Mixed martial arts record
- Total: 16
- Wins: 12
- By knockout: 1
- By submission: 1
- By decision: 10
- Losses: 4
- By submission: 2
- By decision: 2

Other information
- Mixed martial arts record from Sherdog

= Tracy Cortez =

American mixed martial artist (born 1993)

Tracy R. Cortez (born December 10, 1993) is an American professional mixed martial artist who currently competes in the women's Flyweight division of the Ultimate Fighting Championship (UFC). As of July 11, 2026, she is #10 in the Meta UFC women's flyweight rankings.

== Background ==
Cortez is of Mexican descent, she was born on December 10, 1993 in Phoenix, Arizona, United States, and grew up in a household of Mexican immigrants. She has three brothers, Jose Cortez, J.R. Cortez and Abraham Cortez. At the age of 14, she started training MMA after she watched her first MMA match where her oldest brother Jose, who had aspired to be a UFC fighter, fought and won against former UFC veteran Drew Fickett in November 2008. Jose stopped competing after the match with Fickett when he underwent cardiovascular problems and was later diagnosed with germ cell cancer. He died from the disease in 2011. Cortez got a tattoo in remembrance of her brother on her arm. She struggled with depression following her brother's passing but managed to get back on track with the help of her family, Henry Cejudo, and Angel Cejudo, who were best friends of her brother Jose.

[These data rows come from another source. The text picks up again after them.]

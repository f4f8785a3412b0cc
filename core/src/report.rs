// Copyright 2025 Umberto Gotti <umberto.gotti@umbertogotti.dev>
// Licensed under the Apache License, Version 2.0
// http://www.apache.org/licenses/LICENSE-2.0

use crate::count_matrix::CountMatrix;
use crate::error::Result;
use serde::Serialize;
use std::fmt::Write;

/// Final result of a run: the count matrix with its row and column labels
#[derive(Debug, Clone, PartialEq, Eq)]
pub struct SearchReport {
    pub terms: Vec<String>,
    pub files: Vec<String>,
    pub matrix: CountMatrix,
}

#[derive(Serialize)]
struct JsonReport<'a> {
    terms: &'a [String],
    files: Vec<JsonFile<'a>>,
    total: u64,
}

#[derive(Serialize)]
struct JsonFile<'a> {
    path: &'a str,
    total: u64,
    counts: Vec<JsonTermCount<'a>>,
}

#[derive(Serialize)]
struct JsonTermCount<'a> {
    term: &'a str,
    count: u64,
}

impl SearchReport {
    pub fn new(terms: Vec<String>, files: Vec<String>, matrix: CountMatrix) -> Self {
        Self {
            terms,
            files,
            matrix,
        }
    }

    /// Occurrences of all terms per file, in registration order
    pub fn file_totals(&self) -> Vec<(&str, u64)> {
        self.files
            .iter()
            .enumerate()
            .map(|(row, path)| (path.as_str(), self.matrix.row_total(row)))
            .collect()
    }

    pub fn term_totals(&self) -> Vec<(&str, u64)> {
        self.terms
            .iter()
            .enumerate()
            .map(|(column, term)| (term.as_str(), self.matrix.column_total(column)))
            .collect()
    }

    pub fn grand_total(&self) -> u64 {
        self.matrix.total()
    }

    /// Count for the first registration of `file` and the column of `term`
    pub fn count(&self, file: &str, term: &str) -> Option<u64> {
        let row = self.files.iter().position(|path| path == file)?;
        let column = self.terms.iter().position(|candidate| candidate == term)?;
        Some(self.matrix.get(row, column))
    }

    /// One `path: total` line per file, optionally followed by per-term lines
    pub fn render_text(&self, breakdown: bool) -> String {
        let mut out = String::new();
        for (row, path) in self.files.iter().enumerate() {
            let _ = writeln!(out, "{}: {}", path, self.matrix.row_total(row));
            if breakdown {
                for (column, term) in self.terms.iter().enumerate() {
                    let _ = writeln!(out, "  {}: {}", term, self.matrix.get(row, column));
                }
            }
        }
        out
    }

    pub fn to_json(&self) -> Result<String> {
        let files = self
            .files
            .iter()
            .enumerate()
            .map(|(row, path)| JsonFile {
                path,
                total: self.matrix.row_total(row),
                counts: self
                    .terms
                    .iter()
                    .enumerate()
                    .map(|(column, term)| JsonTermCount {
                        term,
                        count: self.matrix.get(row, column),
                    })
                    .collect(),
            })
            .collect();
        let report = JsonReport {
            terms: &self.terms,
            files,
            total: self.grand_total(),
        };
        Ok(serde_json::to_string_pretty(&report)?)
    }
}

Every time I feel tired or I feel fatigued or I question anything, I think like, damn, my brother fought with cancer in his heart and he didn't give up. He fought through it. I'm perfectly healthy. I'm more than capable to do what I'm doing. This is easy work. That's a huge motivator for me.

== Mixed martial arts career ==
=== Early career ===
Cortez fought under World Fighting Federation and KOTC in her amateur career and amassed a record of 3–0 prior to being signed by Invicta Fighting Championships.

=== Invicta Fighting Championships and other promotions ===

Cortez made her Invicta debut on August 31, 2017, against Cheri Muraski at Invicta FC 25: Kunitskaya vs. Pa'aluhi. She lost the fight via submission in round two. She returned to World Fighting in November 2017, fought against Roxanne Ceasear and secured a win via unanimous decision.

Her next fight came on March 24, 2018, facing Kaytlin Neil at Invicta FC 28: Mizuki vs. Jandiroba. She won the fight via unanimous decision. Cortez went on to face Monica Median and Karen Cedillo in 2018 at V3 Fight Night 69 and Combate Americas: Alday vs. Lopez respectively and she won both of the fights.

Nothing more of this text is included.